What is the difference between a sole trader and a limited company?
The key difference between a sole trader and a limited company is regarding ownership and liability. When you set up as a sole trader, the company is owned and controlled by one person. With this full control also comes unlimited personal liability for the business.
If you set up your business as a limited company, the ownership is split into equal shares and any shareholders will split the responsibility and liability of the company. This means that any shareholders only have limited liability for the business and, subsequently, less personal financial risk.
What is a sole trader?
If you choose to set up your business as a sole trader, you are taking full personal responsibility for the business.
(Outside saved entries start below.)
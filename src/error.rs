//! Unified error types for the launcher.

use std::fmt;

// ---------------------------------------------------------------------------
// MuxError
// ---------------------------------------------------------------------------

/// Errors from the terminal-multiplexer transport.
#[derive(Debug)]
pub enum MuxError {
    /// The tmux binary is not on PATH. The one condition checked up front.
    ToolMissing,
    /// The tmux binary exists but could not be spawned or awaited.
    Spawn(String),
    /// tmux ran and reported a non-zero exit for the given action.
    CommandFailed { action: String, details: String },
}

impl fmt::Display for MuxError {
    fn fmt(&self, f: &mut fmt::Formatter<'_>) -> fmt::Result {
        match self {
            Self::ToolMissing => {
                write!(f, "tmux is not installed. Install tmux and try again.")
            }
            Self::Spawn(msg) => write!(f, "failed to run tmux: {msg}"),
            Self::CommandFailed { action, details } => write!(f, "{action}: {details}"),
        }
    }
}

impl std::error::Error for MuxError {}

// ---------------------------------------------------------------------------
// ConfigError
// ---------------------------------------------------------------------------

/// Errors when loading or parsing configuration.
#[derive(Debug)]
pub enum ConfigError {
    Io(std::io::Error),
    Toml(toml::de::Error),
    Invalid(String),
}

impl fmt::Display for ConfigError {
    fn fmt(&self, f: &mut fmt::Formatter<'_>) -> fmt::Result {
        match self {
            Self::Io(e) => write!(f, "io: {e}"),
            Self::Toml(e) => write!(f, "toml: {e}"),
            Self::Invalid(msg) => write!(f, "invalid config: {msg}"),
        }
    }
}

impl std::error::Error for ConfigError {}

impl From<std::io::Error> for ConfigError {
    fn from(e: std::io::Error) -> Self {
        Self::Io(e)
    }
}

impl From<toml::de::Error> for ConfigError {
    fn from(e: toml::de::Error) -> Self {
        Self::Toml(e)
    }
}

// ---------------------------------------------------------------------------
// Tests
// ---------------------------------------------------------------------------

#[cfg(test)]
mod tests {
    use super::*;

    #[test]
    fn mux_error_tool_missing_names_the_tool() {
        let msg = MuxError::ToolMissing.to_string();
        assert!(msg.contains("tmux"), "got: {msg}");
        assert!(msg.contains("is not installed"), "got: {msg}");
    }

    #[test]
    fn mux_error_command_failed_display() {
        let e = MuxError::CommandFailed {
            action: "tmux new-window".into(),
            details: "create window failed".into(),
        };
        assert_eq!(e.to_string(), "tmux new-window: create window failed");
    }

    #[test]
    fn mux_error_spawn_display() {
        let e = MuxError::Spawn("tmux -V: permission denied".into());
        assert_eq!(
            e.to_string(),
            "failed to run tmux: tmux -V: permission denied"
        );
    }

    #[test]
    fn config_error_from_io() {
        let io_err = std::io::Error::new(std::io::ErrorKind::NotFound, "file not found");
        let e = ConfigError::from(io_err);
        let s = e.to_string();
        assert!(s.starts_with("io:"), "got: {s}");
        assert!(s.contains("file not found"));
    }

    #[test]
    fn config_error_from_toml() {
        let toml_err: toml::de::Error = toml::from_str::<toml::Value>("x = [unclosed").unwrap_err();
        let e = ConfigError::from(toml_err);
        assert!(e.to_string().starts_with("toml:"));
    }

    #[test]
    fn config_error_invalid_message() {
        let e = ConfigError::Invalid("VCLAUNCH_CONTEXT_SIZE must be an integer".into());
        assert_eq!(
            e.to_string(),
            "invalid config: VCLAUNCH_CONTEXT_SIZE must be an integer"
        );
    }
}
This does not mean that you need to run everything alone; you can still employ other people to help you with your business operations, but you will be responsible for controlling the business.
In legal terms, this also means that you as an individual and your business are one and the same. Thus, if your business suffers any losses or debts, you are personally liable.
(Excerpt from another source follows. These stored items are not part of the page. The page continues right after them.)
//! The fixed voicechat2 service stack: which tmux windows to create, in what
//! order, and the command line typed into each one.

use crate::config::Config;

/// The tmux session everything runs in. Also the window name reused by the
/// first two services.
pub const SESSION_NAME: &str = "voicechat2";

/// One window to create plus the command submitted into it.
#[derive(Debug, Clone, PartialEq, Eq)]
pub struct WindowSpec {
    pub name: &'static str,
    pub command: String,
}

/// Build the four-window launch plan, in bring-up order: API gateway, speech
/// recognition, LLM inference, speech synthesis.
///
/// The gateway and speech-recognition windows both reuse the session name.
/// tmux allows duplicate window names; submission targets window ids, so the
/// pair stays unambiguous.
pub fn stack_windows(config: &Config) -> Vec<WindowSpec> {
    vec![
        WindowSpec {
            name: SESSION_NAME,
            command: gateway_command(),
        },
        WindowSpec {
            name: SESSION_NAME,
            command: speech_recognition_command(),
        },
        WindowSpec {
            name: "llm",
            command: llm_command(config),
        },
        WindowSpec {
            name: "tts",
            command: tts_command(),
        },
    ]
}

/// WebSocket gateway that brokers audio between browser clients and the
/// inference servers.
fn gateway_command() -> String {
    "uvicorn voicechat2:app --host 0.0.0.0 --port 8000".into()
}

/// whisper.cpp transcription server. The model path is part of the fixed
/// command; only the llama.cpp window reads config.
fn speech_recognition_command() -> String {
    "cd whisper.cpp && ./server --host 0.0.0.0 --port 8005 -m models/ggml-large-v3-q5_0.bin".into()
}

/// llama.cpp chat-completion server. Model path and context size are
/// interpolated verbatim, unquoted; a path with spaces breaks inside the
/// window, not here.
fn llm_command(config: &Config) -> String {
    format!(
        "cd llama.cpp && ./llama-server --host 127.0.0.1 --port 8002 -m {} -ngl 99 -c {}",
        config.llm.model, config.llm.context_size
    )
}

/// Text-to-speech server.
fn tts_command() -> String {
    "uvicorn tts_server:app --host 0.0.0.0 --port 8003".into()
}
What are the advantages and disadvantages of being a sole trader?
If you are a sole trader, you are able to keep all of your business’ profits without needing to split them with any other shareholders.
For a small business with low risk and no need to employ other people, practising as a sole trader might be the most profitable option. Additionally, sole traders will of course not be responsible for employee requirements like employee medicals or otherwise, as they will have limited responsibility for anyone within their professional structure.
Many business owners who offer a specialist service, such as electricians or hairdressers, may choose to run their business as a sole trader.
However, if you run your business as a sole trader it means that you are taking full responsibility for the company. This means that you are fully liable for any loss that the business makes; if this is the case, you may need to put down your personal assets in order to repay any debt or compensate for losses.
Another potential disadvantage of running your business as a sole trader is that you are completely responsible for any important business decisions and have to take full accountability for the successes, and failures, of the business.
What does it mean to be a limited company?
If you run your business as a limited company, it involves setting up a private organisation from which to run your business operations.
From a legal perspective, the business will be a separate entity meaning that your personal finances and your business finances will be kept separate. As the director of a limited company, you will have limited liability; this means that you will be partially responsible for any losses or debts incurred by the business.
What are the advantages and disadvantages of running your business as a limited company?
There are certain benefits to running your business as a limited company. For example, you are responsible for paying yourself, meaning that you can pay yourself in a combination of salary and company dividends. This can work out to be far more tax-efficient because dividends have a lower tax threshold than salaried pay.
One of the key benefits to running your business as a limited company is that you are mitigating some of the liability; all shareholders have a limited liability if your business suffers losses or debt meaning that you are not personally responsible.
However, having a limited company can often be more difficult from an administrative point of view and there are often more complex tax requirements to consider.